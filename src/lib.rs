//! # walker-rpc — typed client and server bindings for the walker service
//!
//! The walker service answers queries about a crawl: which URLs were scraped,
//! with what status, how fast, and what they link to. It speaks a positional
//! JSON protocol: each operation is a `POST {endpoint}/{operation}` whose
//! body is a JSON array of arguments and whose response is a JSON array of
//! result fields. No field names travel on the wire, so both ends read the
//! order from one shared [`schema`].
//!
//! This crate provides:
//! - **Value objects** for everything on the wire ([`types`])
//! - **The schema** with runtime validation of arity and kinds ([`schema`])
//! - **Client** with typed methods per operation ([`client::ServiceClient`])
//! - **Server** binding for axum ([`server::walker_router`])
//!
//! ## Feature flags
//!
//! | Feature  | Default | Description |
//! |----------|---------|-------------|
//! | `client` | yes     | HTTP client for calling the walker service (reqwest) |
//! | `server` | yes     | Service trait + axum router serving the schema |
//! | `full`   | no      | Enable all features |
//!
//! ## Quick Start: Client
//!
//! ```no_run
//! use walker_rpc::builders::ClientBuilder;
//! use walker_rpc::client::ServiceClient;
//! use walker_rpc::types::Filters;
//!
//! #[tokio::main]
//! async fn main() -> Result<(), Box<dyn std::error::Error>> {
//!     let client: ServiceClient = ClientBuilder::new("http://localhost:8080").build();
//!
//!     let status = client.get_status().await?;
//!     println!("{}: {} done, {} open", status.target_url, status.done, status.open);
//!
//!     let page = client
//!         .get_results(&Filters::new().with_status([404]), 0, 100)
//!         .await?;
//!     for result in page.results {
//!         println!("{} {}", result.code, result.target_url);
//!     }
//!     Ok(())
//! }
//! ```
//!
//! ## Errors
//!
//! Every call returns [`RpcResult`]. Network failures, non-2xx statuses,
//! unparseable bodies and responses that do not match the schema are all
//! [`RpcError`] values; none of them is ever returned as data. Use
//! [`RpcError::is_transport_failure`] and [`RpcError::is_decode_failure`] to
//! tell them apart.
//!
//! ## Concurrency
//!
//! Calls are independent round trips with no ordering guarantee between
//! them, no cancellation and, unless configured, no timeout. A caller that
//! fires a page change and then a filter change must discard stale responses
//! itself.

pub mod config;
pub mod error;
pub mod schema;
pub mod types;
pub mod utils;

#[cfg(feature = "client")]
pub mod builders;

#[cfg(feature = "client")]
pub mod client;

#[cfg(feature = "server")]
pub mod server;

/// Prelude module that re-exports commonly used types and traits.
///
/// ```
/// use walker_rpc::prelude::*;
///
/// let filters = Filters::new().with_prefix("https://example.com/");
/// assert!(WALKER_SCHEMA.operation("GetResults").is_some());
/// # let _ = filters;
/// ```
pub mod prelude {
    pub use crate::types::{
        FilterOptions, Filters, GetResultsResponse, Heading, LinkList, LinkedData, ScrapeResult,
        ServiceStatus, StatusStats, Structure,
    };

    pub use crate::error::{RpcError, RpcResult};
    pub use crate::schema::WALKER_SCHEMA;

    #[cfg(feature = "client")]
    pub use crate::builders::ClientBuilder;

    #[cfg(feature = "client")]
    pub use crate::client::{ClientFactory, ServiceClient, ServiceDescriptor, Transport};

    #[cfg(feature = "server")]
    pub use crate::server::{walker_router, InMemoryResults, WalkerService};
}

// Re-export core types at crate root for convenience.
pub use error::{RpcError, RpcResult};
pub use types::*;

#[cfg(feature = "client")]
pub use builders::ClientBuilder;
◆ ◆ ◆
> [Problem] Exactly as shown above, return all of the entries.

> [Result for this exercise]
filename src/lib.rs
//! # walker-rpc — typed client and server bindings for the walker service
//!
//! The walker service answers queries about a crawl: which URLs were scraped,
//! with what status, how fast, and what they link to. It speaks a positional
//! JSON protocol: each operation is a `POST {endpoint}/{operation}` whose
//! body is a JSON array of arguments and whose response is a JSON array of
//! result fields. No field names travel on the wire, so both ends read the
//! order from one shared [`schema`].
//!
//! This crate provides:
//! - **Value objects** for everything on the wire ([`types`])
//! - **The schema** with runtime validation of arity and kinds ([`schema`])
//! - **Client** with typed methods per operation ([`client::ServiceClient`])
//! - **Server** binding for axum ([`server::walker_router`])
//!
//! ## Feature flags
//!
//! | Feature  | Default | Description |
//! |----------|---------|-------------|
//! | `client` | yes     | HTTP client for calling the walker service (reqwest) |
//! | `server` | yes     | Service trait + axum router serving the schema |
//! | `full`   | no      | Enable all features |
//!
//! ## Quick Start: Client
//!
//! ```no_run
//! use walker_rpc::builders::ClientBuilder;
//! use walker_rpc::client::ServiceClient;
//! use walker_rpc::types::Filters;
//!
//! #[tokio::main]
//! async fn main() -> Result<(), Box<dyn std::error::Error>> {
//!     let client: ServiceClient = ClientBuilder::new("http://localhost:8080").build();
//!
//!     let status = client.get_status().await?;
//!     println!("{}: {} done, {} open", status.target_url, status.done, status.open);
//!
//!     let page = client
//!         .get_results(&Filters::new().with_status([404]), 0, 100)
//!         .await?;
//!     for result in page.results {
//!         println!("{} {}", result.code, result.target_url);
//!     }
//!     Ok(())
//! }
//! ```
//!
//! ## Errors
//!
//! Every call returns [`RpcResult`]. Network failures, non-2xx statuses,
//! unparseable bodies and responses that do not match the schema are all
//! [`RpcError`] values; none of them is ever returned as data. Use
//! [`RpcError::is_transport_failure`] and [`RpcError::is_decode_failure`] to
//! tell them apart.
//!
//! ## Concurrency
//!
//! Calls are independent round trips with no ordering guarantee between
//! them, no cancellation and, unless configured, no timeout. A caller that
//! fires a page change and then a filter change must discard stale responses
//! itself.

pub mod config;
pub mod error;
pub mod schema;
pub mod types;
pub mod utils;

#[cfg(feature = "client")]
pub mod builders;

#[cfg(feature = "client")]
pub mod client;

#[cfg(feature = "server")]
pub mod server;

/// Prelude module that re-exports commonly used types and traits.
///
/// ```
/// use walker_rpc::prelude::*;
///
/// let filters = Filters::new().with_prefix("https://example.com/");
/// assert!(WALKER_SCHEMA.operation("GetResults").is_some());
/// # let _ = filters;
/// ```
pub mod prelude {
    pub use crate::types::{
        FilterOptions, Filters, GetResultsResponse, Heading, LinkList, LinkedData, ScrapeResult,
        ServiceStatus, StatusStats, Structure,
    };

    pub use crate::error::{RpcError, RpcResult};
    pub use crate::schema::WALKER_SCHEMA;

    #[cfg(feature = "client")]
    pub use crate::builders::ClientBuilder;

    #[cfg(feature = "client")]
    pub use crate::client::{ClientFactory, ServiceClient, ServiceDescriptor, Transport};

    #[cfg(feature = "server")]
    pub use crate::server::{walker_router, InMemoryResults, WalkerService};
}

// Re-export core types at crate root for convenience.
pub use error::{RpcError, RpcResult};
pub use types::*;

#[cfg(feature = "client")]
pub use builders::ClientBuilder;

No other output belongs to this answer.